Task instructions: The answer must be every line of the data that holds the word "draws".

Supplied information:

"""

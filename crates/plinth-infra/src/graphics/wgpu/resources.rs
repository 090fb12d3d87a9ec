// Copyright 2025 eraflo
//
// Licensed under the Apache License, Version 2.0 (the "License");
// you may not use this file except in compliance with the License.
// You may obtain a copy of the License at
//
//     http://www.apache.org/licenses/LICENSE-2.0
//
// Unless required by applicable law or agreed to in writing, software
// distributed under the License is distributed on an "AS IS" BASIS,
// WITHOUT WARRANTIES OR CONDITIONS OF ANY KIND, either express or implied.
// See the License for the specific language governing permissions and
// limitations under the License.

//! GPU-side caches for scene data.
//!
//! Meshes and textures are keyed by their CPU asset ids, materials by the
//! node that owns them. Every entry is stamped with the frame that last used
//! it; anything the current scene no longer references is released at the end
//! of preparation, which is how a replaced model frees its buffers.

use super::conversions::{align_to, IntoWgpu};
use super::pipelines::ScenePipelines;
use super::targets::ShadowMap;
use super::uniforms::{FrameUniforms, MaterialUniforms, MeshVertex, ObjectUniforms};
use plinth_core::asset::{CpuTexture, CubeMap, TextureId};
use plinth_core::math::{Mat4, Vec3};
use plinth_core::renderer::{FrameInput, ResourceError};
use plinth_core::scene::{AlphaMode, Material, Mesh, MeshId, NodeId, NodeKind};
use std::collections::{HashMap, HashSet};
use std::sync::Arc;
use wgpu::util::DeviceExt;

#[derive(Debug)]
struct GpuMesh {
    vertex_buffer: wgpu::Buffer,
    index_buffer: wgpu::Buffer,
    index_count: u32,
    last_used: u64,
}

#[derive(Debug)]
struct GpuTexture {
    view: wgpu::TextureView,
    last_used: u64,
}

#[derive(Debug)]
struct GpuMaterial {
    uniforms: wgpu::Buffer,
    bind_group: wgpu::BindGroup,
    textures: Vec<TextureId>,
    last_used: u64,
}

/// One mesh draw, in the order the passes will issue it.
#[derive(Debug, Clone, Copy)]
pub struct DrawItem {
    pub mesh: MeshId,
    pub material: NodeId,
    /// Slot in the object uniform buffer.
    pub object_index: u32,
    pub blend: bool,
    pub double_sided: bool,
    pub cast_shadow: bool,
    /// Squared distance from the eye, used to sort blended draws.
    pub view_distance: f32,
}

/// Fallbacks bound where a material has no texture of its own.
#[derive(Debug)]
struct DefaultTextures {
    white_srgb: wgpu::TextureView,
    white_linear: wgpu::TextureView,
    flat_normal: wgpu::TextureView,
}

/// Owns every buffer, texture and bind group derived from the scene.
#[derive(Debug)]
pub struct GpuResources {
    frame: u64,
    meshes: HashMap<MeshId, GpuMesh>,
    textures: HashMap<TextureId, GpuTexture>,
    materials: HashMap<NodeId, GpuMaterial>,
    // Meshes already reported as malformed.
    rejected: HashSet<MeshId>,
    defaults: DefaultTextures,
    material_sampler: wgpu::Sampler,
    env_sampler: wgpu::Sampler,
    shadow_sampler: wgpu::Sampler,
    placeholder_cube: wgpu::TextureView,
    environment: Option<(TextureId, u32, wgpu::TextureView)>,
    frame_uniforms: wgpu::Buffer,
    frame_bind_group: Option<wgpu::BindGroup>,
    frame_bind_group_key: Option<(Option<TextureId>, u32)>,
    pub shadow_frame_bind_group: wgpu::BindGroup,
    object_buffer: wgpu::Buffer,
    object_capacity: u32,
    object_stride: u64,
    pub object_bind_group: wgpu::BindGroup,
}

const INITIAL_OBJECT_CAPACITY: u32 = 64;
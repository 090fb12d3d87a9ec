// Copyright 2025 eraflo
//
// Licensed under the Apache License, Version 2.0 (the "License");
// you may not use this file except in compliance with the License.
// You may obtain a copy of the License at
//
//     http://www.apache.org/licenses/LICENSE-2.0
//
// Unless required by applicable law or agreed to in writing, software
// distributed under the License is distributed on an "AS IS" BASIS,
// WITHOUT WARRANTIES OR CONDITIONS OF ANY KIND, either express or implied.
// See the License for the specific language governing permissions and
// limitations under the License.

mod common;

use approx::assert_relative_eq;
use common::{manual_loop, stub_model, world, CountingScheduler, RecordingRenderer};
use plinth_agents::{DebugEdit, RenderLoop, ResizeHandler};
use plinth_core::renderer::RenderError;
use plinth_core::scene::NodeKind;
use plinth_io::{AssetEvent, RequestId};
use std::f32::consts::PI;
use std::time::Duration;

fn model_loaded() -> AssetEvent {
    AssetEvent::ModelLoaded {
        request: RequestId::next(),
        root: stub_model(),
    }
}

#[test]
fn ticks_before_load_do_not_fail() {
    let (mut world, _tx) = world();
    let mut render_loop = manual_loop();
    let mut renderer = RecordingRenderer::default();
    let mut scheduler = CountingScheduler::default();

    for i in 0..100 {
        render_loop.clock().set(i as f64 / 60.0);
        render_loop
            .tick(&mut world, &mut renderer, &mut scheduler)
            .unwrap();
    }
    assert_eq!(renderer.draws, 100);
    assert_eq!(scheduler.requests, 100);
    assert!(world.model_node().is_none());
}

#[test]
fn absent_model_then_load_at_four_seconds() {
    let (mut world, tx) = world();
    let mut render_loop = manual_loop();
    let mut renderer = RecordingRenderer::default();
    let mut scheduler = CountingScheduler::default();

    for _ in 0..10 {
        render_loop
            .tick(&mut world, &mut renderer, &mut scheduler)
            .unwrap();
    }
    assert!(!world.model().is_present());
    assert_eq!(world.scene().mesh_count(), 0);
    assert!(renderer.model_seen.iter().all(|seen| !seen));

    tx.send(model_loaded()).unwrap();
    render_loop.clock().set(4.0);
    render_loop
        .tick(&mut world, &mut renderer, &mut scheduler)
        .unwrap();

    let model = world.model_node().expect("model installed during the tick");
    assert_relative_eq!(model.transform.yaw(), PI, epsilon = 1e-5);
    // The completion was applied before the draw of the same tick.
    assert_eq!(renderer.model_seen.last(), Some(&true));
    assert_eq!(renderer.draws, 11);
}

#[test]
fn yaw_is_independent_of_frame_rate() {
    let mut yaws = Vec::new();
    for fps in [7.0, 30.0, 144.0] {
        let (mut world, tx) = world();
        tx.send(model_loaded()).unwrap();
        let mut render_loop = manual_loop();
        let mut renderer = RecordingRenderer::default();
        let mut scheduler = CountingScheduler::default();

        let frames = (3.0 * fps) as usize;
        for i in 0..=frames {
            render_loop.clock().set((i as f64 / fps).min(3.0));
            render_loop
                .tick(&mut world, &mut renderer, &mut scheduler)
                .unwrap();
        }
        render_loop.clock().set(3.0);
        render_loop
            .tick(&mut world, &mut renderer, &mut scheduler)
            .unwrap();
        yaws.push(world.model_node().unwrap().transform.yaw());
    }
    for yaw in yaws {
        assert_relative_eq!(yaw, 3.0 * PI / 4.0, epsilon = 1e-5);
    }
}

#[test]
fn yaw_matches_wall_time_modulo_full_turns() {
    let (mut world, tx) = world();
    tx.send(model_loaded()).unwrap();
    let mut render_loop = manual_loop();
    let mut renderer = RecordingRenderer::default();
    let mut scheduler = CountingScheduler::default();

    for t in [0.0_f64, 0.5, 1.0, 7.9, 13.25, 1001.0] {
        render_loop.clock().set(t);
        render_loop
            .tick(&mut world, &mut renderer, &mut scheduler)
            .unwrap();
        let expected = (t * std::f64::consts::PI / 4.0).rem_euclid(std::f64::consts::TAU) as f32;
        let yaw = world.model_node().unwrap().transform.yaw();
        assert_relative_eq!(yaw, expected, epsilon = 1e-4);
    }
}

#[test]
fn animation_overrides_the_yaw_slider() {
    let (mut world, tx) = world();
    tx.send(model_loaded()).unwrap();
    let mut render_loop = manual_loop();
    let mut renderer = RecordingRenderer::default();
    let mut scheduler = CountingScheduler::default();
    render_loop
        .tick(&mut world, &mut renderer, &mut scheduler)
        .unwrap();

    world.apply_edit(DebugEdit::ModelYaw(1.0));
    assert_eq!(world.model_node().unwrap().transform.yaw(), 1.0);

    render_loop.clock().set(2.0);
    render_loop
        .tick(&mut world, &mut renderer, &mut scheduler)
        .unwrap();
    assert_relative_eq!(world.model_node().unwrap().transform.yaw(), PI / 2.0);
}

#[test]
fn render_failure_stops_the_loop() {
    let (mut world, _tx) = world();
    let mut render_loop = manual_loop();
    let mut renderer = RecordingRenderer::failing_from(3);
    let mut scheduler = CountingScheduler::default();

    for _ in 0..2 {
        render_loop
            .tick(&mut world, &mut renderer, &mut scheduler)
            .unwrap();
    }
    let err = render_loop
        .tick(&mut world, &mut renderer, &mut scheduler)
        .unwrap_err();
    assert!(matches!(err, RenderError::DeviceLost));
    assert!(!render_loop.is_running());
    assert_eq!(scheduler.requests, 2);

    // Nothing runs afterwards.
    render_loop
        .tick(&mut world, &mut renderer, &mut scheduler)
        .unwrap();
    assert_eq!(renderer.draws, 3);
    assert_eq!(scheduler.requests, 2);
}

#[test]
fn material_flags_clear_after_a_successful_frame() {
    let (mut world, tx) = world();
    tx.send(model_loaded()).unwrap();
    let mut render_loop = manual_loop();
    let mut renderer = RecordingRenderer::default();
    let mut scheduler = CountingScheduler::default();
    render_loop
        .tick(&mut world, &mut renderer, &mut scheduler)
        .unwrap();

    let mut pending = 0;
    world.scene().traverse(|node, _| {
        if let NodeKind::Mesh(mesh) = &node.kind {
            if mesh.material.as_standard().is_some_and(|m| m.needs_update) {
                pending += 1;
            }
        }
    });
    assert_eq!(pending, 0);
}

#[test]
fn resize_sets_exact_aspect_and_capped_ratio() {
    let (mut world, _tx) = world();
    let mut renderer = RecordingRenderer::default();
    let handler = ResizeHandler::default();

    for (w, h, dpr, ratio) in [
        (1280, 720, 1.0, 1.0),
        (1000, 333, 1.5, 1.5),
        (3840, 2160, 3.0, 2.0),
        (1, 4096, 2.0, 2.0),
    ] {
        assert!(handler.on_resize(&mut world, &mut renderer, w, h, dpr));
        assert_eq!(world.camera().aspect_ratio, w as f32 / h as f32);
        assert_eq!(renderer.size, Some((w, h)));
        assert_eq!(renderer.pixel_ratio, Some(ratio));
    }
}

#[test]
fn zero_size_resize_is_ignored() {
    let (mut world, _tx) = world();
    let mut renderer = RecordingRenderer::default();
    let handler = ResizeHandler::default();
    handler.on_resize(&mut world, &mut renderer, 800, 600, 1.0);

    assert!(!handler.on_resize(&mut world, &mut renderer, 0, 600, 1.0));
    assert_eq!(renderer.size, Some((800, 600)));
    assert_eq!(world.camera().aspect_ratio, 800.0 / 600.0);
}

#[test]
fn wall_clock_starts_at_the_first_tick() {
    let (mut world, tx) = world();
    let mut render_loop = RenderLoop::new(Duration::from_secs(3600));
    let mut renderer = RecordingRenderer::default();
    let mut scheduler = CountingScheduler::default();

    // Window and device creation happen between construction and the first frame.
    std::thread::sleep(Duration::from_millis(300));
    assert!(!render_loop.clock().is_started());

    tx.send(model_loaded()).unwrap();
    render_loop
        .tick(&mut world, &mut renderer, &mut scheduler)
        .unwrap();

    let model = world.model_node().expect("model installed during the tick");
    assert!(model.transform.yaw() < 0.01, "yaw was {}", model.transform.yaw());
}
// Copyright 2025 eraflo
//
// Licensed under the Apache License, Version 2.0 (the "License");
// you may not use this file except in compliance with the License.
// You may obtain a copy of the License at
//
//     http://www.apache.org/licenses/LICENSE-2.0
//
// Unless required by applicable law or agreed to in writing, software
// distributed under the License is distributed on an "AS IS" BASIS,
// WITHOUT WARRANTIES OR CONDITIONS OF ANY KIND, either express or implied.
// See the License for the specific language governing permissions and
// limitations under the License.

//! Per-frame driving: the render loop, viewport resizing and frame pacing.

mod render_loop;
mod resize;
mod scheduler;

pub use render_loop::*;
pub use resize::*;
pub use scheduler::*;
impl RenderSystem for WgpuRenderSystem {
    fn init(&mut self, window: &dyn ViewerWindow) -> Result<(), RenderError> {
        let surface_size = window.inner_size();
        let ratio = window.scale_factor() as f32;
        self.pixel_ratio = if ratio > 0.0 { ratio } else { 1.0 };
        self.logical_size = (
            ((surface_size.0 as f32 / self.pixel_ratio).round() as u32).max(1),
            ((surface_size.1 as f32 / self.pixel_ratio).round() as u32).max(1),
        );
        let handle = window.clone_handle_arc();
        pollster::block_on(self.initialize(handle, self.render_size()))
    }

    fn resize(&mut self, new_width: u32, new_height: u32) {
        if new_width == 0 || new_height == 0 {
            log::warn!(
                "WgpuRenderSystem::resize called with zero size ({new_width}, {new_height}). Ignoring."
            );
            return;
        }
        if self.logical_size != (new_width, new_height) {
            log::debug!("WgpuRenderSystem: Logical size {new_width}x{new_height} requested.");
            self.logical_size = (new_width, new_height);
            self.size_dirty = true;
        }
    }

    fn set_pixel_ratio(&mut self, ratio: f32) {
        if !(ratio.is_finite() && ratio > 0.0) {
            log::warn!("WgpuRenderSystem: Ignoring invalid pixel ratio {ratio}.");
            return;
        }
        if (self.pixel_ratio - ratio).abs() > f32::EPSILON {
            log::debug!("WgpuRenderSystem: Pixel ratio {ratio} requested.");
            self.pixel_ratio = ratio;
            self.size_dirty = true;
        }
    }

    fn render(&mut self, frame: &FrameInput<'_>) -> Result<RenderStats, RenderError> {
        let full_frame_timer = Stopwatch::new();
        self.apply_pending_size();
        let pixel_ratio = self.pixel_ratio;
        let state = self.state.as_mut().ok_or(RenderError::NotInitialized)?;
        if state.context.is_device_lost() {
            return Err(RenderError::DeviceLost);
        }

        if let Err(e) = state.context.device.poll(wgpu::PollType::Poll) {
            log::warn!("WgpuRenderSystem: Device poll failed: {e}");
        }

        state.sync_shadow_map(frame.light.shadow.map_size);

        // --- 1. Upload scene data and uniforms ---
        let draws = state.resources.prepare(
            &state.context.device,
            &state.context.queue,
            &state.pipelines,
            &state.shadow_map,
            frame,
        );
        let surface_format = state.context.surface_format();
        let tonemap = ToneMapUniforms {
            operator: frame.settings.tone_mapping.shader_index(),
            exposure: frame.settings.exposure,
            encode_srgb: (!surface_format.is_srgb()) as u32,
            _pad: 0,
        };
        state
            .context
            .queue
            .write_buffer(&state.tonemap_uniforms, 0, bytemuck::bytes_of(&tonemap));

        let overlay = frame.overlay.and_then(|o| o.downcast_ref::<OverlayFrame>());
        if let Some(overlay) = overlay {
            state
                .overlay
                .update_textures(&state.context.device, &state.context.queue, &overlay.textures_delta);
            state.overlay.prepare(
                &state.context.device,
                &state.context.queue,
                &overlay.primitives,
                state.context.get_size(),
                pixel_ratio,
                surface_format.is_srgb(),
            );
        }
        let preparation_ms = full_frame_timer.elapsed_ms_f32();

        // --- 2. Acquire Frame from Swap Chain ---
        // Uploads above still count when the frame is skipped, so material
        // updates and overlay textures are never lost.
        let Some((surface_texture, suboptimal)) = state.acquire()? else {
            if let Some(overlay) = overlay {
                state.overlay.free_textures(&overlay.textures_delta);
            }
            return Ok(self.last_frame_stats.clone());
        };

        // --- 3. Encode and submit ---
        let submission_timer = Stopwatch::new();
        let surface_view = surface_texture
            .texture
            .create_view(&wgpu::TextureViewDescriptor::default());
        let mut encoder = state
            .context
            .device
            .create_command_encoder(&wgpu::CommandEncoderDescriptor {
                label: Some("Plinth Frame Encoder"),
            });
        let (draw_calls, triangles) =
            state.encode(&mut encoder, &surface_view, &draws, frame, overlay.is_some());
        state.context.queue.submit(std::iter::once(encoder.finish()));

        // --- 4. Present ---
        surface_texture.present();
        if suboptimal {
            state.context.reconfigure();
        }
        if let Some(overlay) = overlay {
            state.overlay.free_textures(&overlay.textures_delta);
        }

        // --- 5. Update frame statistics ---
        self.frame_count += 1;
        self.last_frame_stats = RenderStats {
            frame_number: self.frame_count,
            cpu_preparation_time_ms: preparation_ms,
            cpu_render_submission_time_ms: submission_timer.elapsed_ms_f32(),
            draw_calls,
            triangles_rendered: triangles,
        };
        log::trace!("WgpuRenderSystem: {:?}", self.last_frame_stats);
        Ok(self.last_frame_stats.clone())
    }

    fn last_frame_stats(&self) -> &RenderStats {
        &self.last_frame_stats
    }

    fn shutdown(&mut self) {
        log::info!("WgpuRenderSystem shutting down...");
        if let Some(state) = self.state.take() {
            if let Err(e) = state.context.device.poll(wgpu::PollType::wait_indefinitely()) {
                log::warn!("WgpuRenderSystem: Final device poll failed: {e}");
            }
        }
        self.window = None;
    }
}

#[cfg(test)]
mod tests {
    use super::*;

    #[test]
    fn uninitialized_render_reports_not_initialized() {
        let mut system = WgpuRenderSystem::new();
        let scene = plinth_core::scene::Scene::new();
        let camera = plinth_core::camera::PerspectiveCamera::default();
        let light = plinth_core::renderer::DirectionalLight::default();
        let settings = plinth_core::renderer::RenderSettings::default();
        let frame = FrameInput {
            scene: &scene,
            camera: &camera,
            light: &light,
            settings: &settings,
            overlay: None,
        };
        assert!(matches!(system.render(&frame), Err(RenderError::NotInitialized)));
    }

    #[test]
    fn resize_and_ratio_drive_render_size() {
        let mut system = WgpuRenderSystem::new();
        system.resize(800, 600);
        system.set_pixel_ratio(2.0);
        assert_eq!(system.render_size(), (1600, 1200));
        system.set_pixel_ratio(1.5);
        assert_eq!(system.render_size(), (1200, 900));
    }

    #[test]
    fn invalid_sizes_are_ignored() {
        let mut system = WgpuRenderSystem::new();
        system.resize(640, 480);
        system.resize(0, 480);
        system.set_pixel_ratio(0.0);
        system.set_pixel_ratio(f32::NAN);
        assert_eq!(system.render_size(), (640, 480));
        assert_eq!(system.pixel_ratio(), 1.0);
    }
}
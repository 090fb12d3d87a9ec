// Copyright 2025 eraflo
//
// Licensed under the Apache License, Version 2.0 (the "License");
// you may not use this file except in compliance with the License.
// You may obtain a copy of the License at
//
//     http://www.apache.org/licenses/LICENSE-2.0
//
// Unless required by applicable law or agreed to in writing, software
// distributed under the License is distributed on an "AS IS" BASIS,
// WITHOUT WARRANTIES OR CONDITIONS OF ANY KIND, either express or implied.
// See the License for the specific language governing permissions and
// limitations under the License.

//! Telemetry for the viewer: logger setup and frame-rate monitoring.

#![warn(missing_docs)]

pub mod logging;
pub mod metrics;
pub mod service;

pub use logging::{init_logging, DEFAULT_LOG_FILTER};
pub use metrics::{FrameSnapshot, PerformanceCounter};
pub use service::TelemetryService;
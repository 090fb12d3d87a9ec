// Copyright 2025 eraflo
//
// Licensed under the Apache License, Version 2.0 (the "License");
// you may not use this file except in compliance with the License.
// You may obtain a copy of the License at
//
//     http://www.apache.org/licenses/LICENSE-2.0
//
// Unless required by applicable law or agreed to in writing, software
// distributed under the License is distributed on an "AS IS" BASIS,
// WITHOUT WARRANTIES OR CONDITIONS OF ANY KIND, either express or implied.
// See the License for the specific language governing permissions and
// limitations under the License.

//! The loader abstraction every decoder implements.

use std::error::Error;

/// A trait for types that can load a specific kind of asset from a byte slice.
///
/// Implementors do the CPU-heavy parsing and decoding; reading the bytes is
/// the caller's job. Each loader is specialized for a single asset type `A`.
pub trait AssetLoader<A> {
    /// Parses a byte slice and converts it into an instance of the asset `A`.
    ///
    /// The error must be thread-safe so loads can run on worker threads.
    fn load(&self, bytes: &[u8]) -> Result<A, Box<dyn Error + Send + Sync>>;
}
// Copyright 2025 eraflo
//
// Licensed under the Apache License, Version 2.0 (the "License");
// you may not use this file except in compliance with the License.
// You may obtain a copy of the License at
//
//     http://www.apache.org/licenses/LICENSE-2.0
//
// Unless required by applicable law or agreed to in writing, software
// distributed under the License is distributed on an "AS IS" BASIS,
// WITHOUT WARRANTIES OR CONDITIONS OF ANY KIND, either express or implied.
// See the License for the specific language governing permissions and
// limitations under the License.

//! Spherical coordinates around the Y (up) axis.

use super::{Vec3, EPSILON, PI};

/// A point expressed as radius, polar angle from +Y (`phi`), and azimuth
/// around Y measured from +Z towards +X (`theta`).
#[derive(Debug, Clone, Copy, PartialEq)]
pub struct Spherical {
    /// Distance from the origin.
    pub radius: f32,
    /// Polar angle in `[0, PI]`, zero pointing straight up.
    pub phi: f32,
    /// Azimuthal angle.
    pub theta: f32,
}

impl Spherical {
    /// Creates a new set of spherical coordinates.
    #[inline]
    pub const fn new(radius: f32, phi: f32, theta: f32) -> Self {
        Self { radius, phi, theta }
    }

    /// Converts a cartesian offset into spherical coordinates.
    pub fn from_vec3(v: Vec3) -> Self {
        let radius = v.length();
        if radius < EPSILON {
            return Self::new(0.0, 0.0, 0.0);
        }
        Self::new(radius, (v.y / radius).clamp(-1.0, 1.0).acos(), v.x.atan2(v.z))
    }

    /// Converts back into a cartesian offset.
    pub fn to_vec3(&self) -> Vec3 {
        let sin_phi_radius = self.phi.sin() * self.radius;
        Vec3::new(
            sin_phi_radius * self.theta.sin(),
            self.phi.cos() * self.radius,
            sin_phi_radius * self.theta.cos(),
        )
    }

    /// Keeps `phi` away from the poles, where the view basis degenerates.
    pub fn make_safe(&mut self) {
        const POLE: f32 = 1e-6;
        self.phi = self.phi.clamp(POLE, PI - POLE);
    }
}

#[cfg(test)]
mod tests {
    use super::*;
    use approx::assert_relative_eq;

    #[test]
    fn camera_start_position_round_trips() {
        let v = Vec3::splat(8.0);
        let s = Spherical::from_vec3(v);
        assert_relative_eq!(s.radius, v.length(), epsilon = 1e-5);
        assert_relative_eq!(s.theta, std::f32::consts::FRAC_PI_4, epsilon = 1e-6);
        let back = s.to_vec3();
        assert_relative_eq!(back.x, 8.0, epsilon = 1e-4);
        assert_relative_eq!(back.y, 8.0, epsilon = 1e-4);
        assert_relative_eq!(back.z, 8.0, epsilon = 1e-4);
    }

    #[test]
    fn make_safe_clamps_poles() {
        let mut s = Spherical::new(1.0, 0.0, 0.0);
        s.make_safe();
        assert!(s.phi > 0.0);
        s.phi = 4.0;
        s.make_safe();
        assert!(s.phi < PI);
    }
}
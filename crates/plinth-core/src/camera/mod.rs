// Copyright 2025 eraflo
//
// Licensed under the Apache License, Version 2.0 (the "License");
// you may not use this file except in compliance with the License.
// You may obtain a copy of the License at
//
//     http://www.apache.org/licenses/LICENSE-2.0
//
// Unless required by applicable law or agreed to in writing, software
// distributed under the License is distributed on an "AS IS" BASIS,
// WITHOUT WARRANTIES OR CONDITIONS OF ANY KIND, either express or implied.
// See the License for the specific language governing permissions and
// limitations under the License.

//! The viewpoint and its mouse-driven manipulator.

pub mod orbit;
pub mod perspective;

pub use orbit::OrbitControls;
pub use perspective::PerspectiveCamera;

"""

Result of this exercise:
    /// Squared distance from the eye, used to sort blended draws.
    assert_eq!(renderer.draws, 100);
    assert_eq!(renderer.draws, 11);
    assert_eq!(renderer.draws, 3);
        let draws = state.resources.prepare(
            state.encode(&mut encoder, &surface_view, &draws, frame, overlay.is_some());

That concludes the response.